A structural basis for transition-state stabilization in antibody-catalyzed hydrolysis: crystal structures of an abzyme at 1. 8 A resolution.

The three-dimensional structure of a catalytic antibody, 6D9, has been solved as a complex with a transition state analog. The structure was determined from two different crystal forms, and was refined at a resolution of 1.8 A. The antibody 6D9, which was induced by immunization with the phosphonate transition state analog 3, hydrolyzes a prodrug of chloramphenicol monoester 1 to generate the parent drug 2. The kinetic studies have shown that the antibody is catalytic by virtue of the theoretical relationship between the affinity for the transition state and the catalytic efficiency (kcat/kuncat=KS/KTSA). The crystal structure makes it possible to visualize the theoretical relationship. A side-chain (Nepsilon) of HisL27D is placed in a key position to make a hydrogen bond to the phosphonate oxygen of the transition state analog with a distance of 2.72 A, suggesting a hydrogen bond to the oxyanion developing in the transition state of the hydrolysis. There are no catalytic residues, other than the histidine, around the phosphonate moiety.

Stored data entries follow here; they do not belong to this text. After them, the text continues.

//! Namespace registry lookups consumed by priority assignment.

use std::collections::HashMap;
use std::sync::atomic::{AtomicBool, Ordering};

use parking_lot::RwLock;
use thiserror::Error;

/// Registry metadata for one namespace.
#[derive(Debug, Clone, PartialEq, Eq)]
pub struct NamespaceEntry {
    /// Stable namespace identifier carried by tasks.
    pub id: String,
    /// Display name; per-namespace configuration is keyed by it.
    pub name: String,
    /// Cluster currently active for the namespace.
    pub active_cluster: String,
}

impl NamespaceEntry {
    /// Build an entry.
    pub fn new(
        id: impl Into<String>,
        name: impl Into<String>,
        active_cluster: impl Into<String>,
    ) -> Self {
        Self {
            id: id.into(),
            name: name.into(),
            active_cluster: active_cluster.into(),
        }
    }

    /// Whether `cluster` is the namespace's active cluster.
    pub fn is_active_in(&self, cluster: &str) -> bool {
        self.active_cluster == cluster
    }
}

/// Failures of a registry lookup.
#[derive(Debug, Clone, Error, PartialEq, Eq)]
pub enum RegistryError {
    /// No namespace with this id.
    #[error("namespace not found: {0}")]
    NotFound(String),
    /// The registry could not answer right now.
    #[error("namespace registry unavailable: {0}")]
    Unavailable(String),
}

/// Read-only namespace lookup.
///
/// Lookups sit on the submission and dispatch paths; callers degrade to
/// defaults on error rather than wait.
pub trait NamespaceRegistry: Send + Sync {
    /// Look up a namespace by id.
    ///
    /// # Errors
    ///
    /// [`RegistryError::NotFound`] for unknown ids,
    /// [`RegistryError::Unavailable`] for transient failures.
    fn get_namespace_by_id(&self, id: &str) -> Result<NamespaceEntry, RegistryError>;

    /// Resolve a namespace id to its name.
    ///
    /// # Errors
    ///
    /// Same as [`NamespaceRegistry::get_namespace_by_id`].
    fn get_namespace_name(&self, id: &str) -> Result<String, RegistryError> {
        self.get_namespace_by_id(id).map(|entry| entry.name)
    }
}

/// In-memory registry for testing and dev.
#[derive(Debug, Default)]
pub struct InMemoryNamespaceRegistry {
    entries: RwLock<HashMap<String, NamespaceEntry>>,
    unavailable: AtomicBool,
}

impl InMemoryNamespaceRegistry {
    /// Create an empty registry.
    #[must_use]
    pub fn new() -> Self {
        Self::default()
    }

    /// Add or replace an entry.
    pub fn register(&self, entry: NamespaceEntry) {
        self.entries.write().insert(entry.id.clone(), entry);
    }

    /// Remove an entry by id.
    pub fn remove(&self, id: &str) -> Option<NamespaceEntry> {
        self.entries.write().remove(id)
    }

    /// Make every lookup fail with [`RegistryError::Unavailable`] until reset.
    pub fn set_unavailable(&self, unavailable: bool) {
        self.unavailable.store(unavailable, Ordering::Release);
    }
}

impl NamespaceRegistry for InMemoryNamespaceRegistry {
    fn get_namespace_by_id(&self, id: &str) -> Result<NamespaceEntry, RegistryError> {
        if self.unavailable.load(Ordering::Acquire) {
            return Err(RegistryError::Unavailable(id.to_string()));
        }
        self.entries
            .read()
            .get(id)
            .cloned()
            .ok_or_else(|| RegistryError::NotFound(id.to_string()))
    }
}

#[cfg(test)]
mod tests {
    use super::*;

    #[test]
    fn test_lookup_by_id_and_name() {
        let registry = InMemoryNamespaceRegistry::new();
        registry.register(NamespaceEntry::new("ns-1", "billing", "east"));

        let entry = registry.get_namespace_by_id("ns-1").unwrap();
        assert!(entry.is_active_in("east"));
        assert!(!entry.is_active_in("west"));
        assert_eq!(registry.get_namespace_name("ns-1").unwrap(), "billing");
        assert_eq!(
            registry.get_namespace_name("ns-2"),
            Err(RegistryError::NotFound("ns-2".into()))
        );
    }

    #[test]
    fn test_unavailable_registry() {
        let registry = InMemoryNamespaceRegistry::new();
        registry.register(NamespaceEntry::new("ns-1", "billing", "east"));
        registry.set_unavailable(true);
        assert!(matches!(
            registry.get_namespace_by_id("ns-1"),
            Err(RegistryError::Unavailable(_))
        ));
        registry.set_unavailable(false);
        assert!(registry.get_namespace_by_id("ns-1").is_ok());
        assert!(registry.remove("ns-1").is_some());
        assert!(registry.get_namespace_by_id("ns-1").is_err());
    }
}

In addition, in the antibody-hapten complex, the hapten bears a folded conformation and the two stacked aromatic rings are buried deep in the antigen-combining site through aromatic-aromatic interaction with TrpH100I and TyrH58. The conformation of the bound hapten suggests that the antibody binds the substrate to change the conformation of the ester moiety to a thermodynamically unstable E-form, thereby making it easy for the substrate to reach the transition-state during catalysis. These observations reveal that the catalytic mechanism is explained purely on the basis of the stabilization of the transition state. The refined high resolution structures reported here are envisaged to have an impact on the understanding of other hydrolytic antibodies, since their haptens share some unique features with the hapten used in this study.